Executives of Guardian News and Media in the United Kingdom have spent the past few days furiously denying reports that the group, which publishes the Guardian and Observer newspapers, is about to ditch its print editions and publish entirely online.
The reports, by Katherine Rushton, the highly respected media, telecoms and technology editor of the rival Daily Telegraph, indicated the move was the most dramatic of a series of desperation measures to halt the steady flow of annual losses by the group, which currently stand at around $69 million.
In response, senior figures at the Guardian have said that while digital-only newspapers are in the group’s distant future, print would remain the foundation of the organisation for many years to come.
That rather sums up the dilemma that newspapers are finding themselves in around the world, and especially in Australia where Fairfax is courting death by a thousand cuts. Circulations and advertising revenue have been steadily shrinking and the initial response – slashing resources and jobs – is doing nothing to reverse the trend.
A string of British regional newspapers (including the one I trained on, the Express and Echo at Exeter) are dipping their feet in the digital water. Former dailies, they have become weeklies with their journalists breaking stories 24/7 online and the weekly print edition serving as a synopsis of the news for the dwindling band of readers who still want to have it in their hands.
Properly managed, this is probably the way to go, but in Australia most of the newspaper world is still in denial. Worse still, the growing reliance on ‘citizen journalism’ as a way of cutting costs is eating in to the only advantage newspapers still have – news, features and comment that can be relied upon because of the expertise and professionalism of the people who produce it.
To return to the British example, Rushton highlighted this trend in an article earlier in the year.

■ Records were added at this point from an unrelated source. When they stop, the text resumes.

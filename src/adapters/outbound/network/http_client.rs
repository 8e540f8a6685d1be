use crate::rebuild_tracking::domain::PageRequest;
use crate::shared::error::ApiError;
use crate::shared::Result;
use anyhow::Context;
use reqwest::{Client, Method, RequestBuilder, Response};
use serde::de::DeserializeOwned;
use serde::{Deserialize, Serialize};
use std::time::Duration;
use uuid::Uuid;

pub const REQUEST_ID_HEADER: &str = "X-Request-ID";

/// REST client of the rebuild service
///
/// One instance implements every outbound API port; the per-resource
/// endpoint modules hold those impls. Cloning is cheap and shares the
/// connection pool.
#[derive(Debug, Clone)]
pub struct HttpConsoleClient {
    client: Client,
    base_url: String,
}

impl HttpConsoleClient {
    /// Creates a client for `server_url`.
    ///
    /// No timeout is applied unless one is given.
    pub fn new(server_url: &str, timeout: Option<Duration>) -> Result<Self> {
        let version = env!("CARGO_PKG_VERSION");
        let user_agent = format!("rebuild-console/{}", version);
        let mut builder = Client::builder().user_agent(user_agent);
        if let Some(timeout) = timeout {
            builder = builder.timeout(timeout);
        }
        let client = builder.build()?;

        Ok(Self {
            client,
            base_url: server_url.trim_end_matches('/').to_string(),
        })
    }

    pub fn base_url(&self) -> &str {
        &self.base_url
    }

    pub(super) fn url(&self, path: &str, query: &Query) -> String {
        format!("{}{}{}", self.base_url, path, query.to_query_string())
    }

    fn request(&self, method: Method, url: &str) -> RequestBuilder {
        let request_id = Uuid::new_v4();
        tracing::debug!(%method, %url, %request_id, "sending request");
        self.client
            .request(method, url)
            .header(REQUEST_ID_HEADER, request_id.to_string())
    }

    /// Sends the request and turns every non-2xx response into an [`ApiError`].
    async fn send(&self, method: Method, url: String, body: Body<'_>) -> Result<Response> {
        let mut builder = self.request(method.clone(), &url);
        builder = match body {
            Body::None => builder,
            Body::Text(text) => builder
                .header(reqwest::header::CONTENT_TYPE, "text/plain")
                .body(text.to_string()),
            Body::Json(json) => builder.json(&json),
        };

        let response = builder.send().await.with_context(|| {
            format!(
                "Failed to reach the rebuild service: {} {}\n\n💡 Hint: Check the server URL (--server or REBUILD_CONSOLE_SERVER)",
                method, url
            )
        })?;

        let status = response.status();
        if status.is_success() {
            return Ok(response);
        }

        let body = response.text().await.unwrap_or_default();
        let error = ApiError {
            status: status.as_u16(),
            method: method.to_string(),
            url,
            details: error_details(&body),
        };
        tracing::debug!(status = error.status, url = %error.url, "request failed");
        Err(error.into())
    }

    pub(super) async fn get_json<T: DeserializeOwned>(&self, path: &str, query: Query) -> Result<T> {
        let url = self.url(path, &query);
        let response = self.send(Method::GET, url.clone(), Body::None).await?;
        response
            .json::<T>()
            .await
            .with_context(|| format!("Failed to decode response of GET {}", url))
    }

    pub(super) async fn get_text(&self, path: &str) -> Result<String> {
        let url = self.url(path, &Query::new());
        let response = self.send(Method::GET, url.clone(), Body::None).await?;
        response
            .text()
            .await
            .with_context(|| format!("Failed to read response of GET {}", url))
    }

    pub(super) async fn send_text(&self, method: Method, path: &str, body: &str) -> Result<()> {
        let url = self.url(path, &Query::new());
        self.send(method, url, Body::Text(body)).await?;
        Ok(())
    }

    pub(super) async fn post_empty(&self, path: &str) -> Result<()> {
        let url = self.url(path, &Query::new());
        self.send(Method::POST, url, Body::None).await?;
        Ok(())
    }

    pub(super) async fn post_json<B: Serialize, T: DeserializeOwned>(
        &self,
        path: &str,
        body: &B,
    ) -> Result<T> {
        let url = self.url(path, &Query::new());
        let json = serde_json::to_value(body)?;
        let response = self.send(Method::POST, url.clone(), Body::Json(json)).await?;
        response
            .json::<T>()
            .await
            .with_context(|| format!("Failed to decode response of POST {}", url))
    }
}

enum Body<'a> {
    None,
    Text(&'a str),
    Json(serde_json::Value),
}

#[derive(Deserialize)]
struct ErrorBody {
    details: Option<String>,
}

fn error_details(body: &str) -> Option<String> {
    serde_json::from_str::<ErrorBody>(body)
        .ok()
        .and_then(|b| b.details)
        .filter(|d| !d.trim().is_empty())
}

/// Percent-encodes one path segment.
pub(super) fn segment(value: &str) -> String {
    urlencoding::encode(value).into_owned()
}

/// Query string builder. Absent and blank values are never sent.
#[derive(Debug, Default, Clone, PartialEq, Eq)]
pub struct Query {
    pairs: Vec<(&'static str, String)>,
}

impl Query {
    pub fn new() -> Self {
        Self::default()
    }

    pub fn page(self, page: PageRequest) -> Self {
        self.param("page", page.page)
            .param("perPage", page.per_page)
    }

    pub fn param(mut self, key: &'static str, value: impl ToString) -> Self {
        self.pairs.push((key, value.to_string()));
        self
    }

    pub fn optional(self, key: &'static str, value: Option<&str>) -> Self {
        match value.filter(|v| !v.trim().is_empty()) {
            Some(value) => self.param(key, value),
            None => self,
        }
    }

    pub fn to_query_string(&self) -> String {
        if self.pairs.is_empty() {
            return String::new();
        }
        let joined = self
            .pairs
            .iter()
            .map(|(key, value)| format!("{}={}", key, urlencoding::encode(value)))
            .collect::<Vec<_>>()
            .join("&");
        format!("?{}", joined)
    }
}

She quoted Guardian executive Adam Freeman telling a conference that newspapers should move towards an “open vision for journalism, relying on lay people who may not have any formal expertise, as a key to the future”.
“Experts because they care about the subject matter as much as we do - they don’t have to be called ‘professor’,” Freeman said.
For that read giving the fanatics, the crazies, the compulsive letter writers, in fact anyone with an opinion on anything, however unfounded and out of left field, freedom to pontificate in the news columns and on the websites.
If anything is designed to kill off newspapers – and probably destroy journalism as a profession – it is giving untrained egotists and zealots equal status with men and women who have studied, trained and done the hard yards to be able to call themselves journalists. This will be putting media outlets on the same page as anyone with a computer and a compulsion to publish their words to all who care to read them.
Instead of throwing their long-standing, highly-competent and respected staff on the scrap heap, managers could do well to nurture them as the key to the survival of newspapers in the digital age.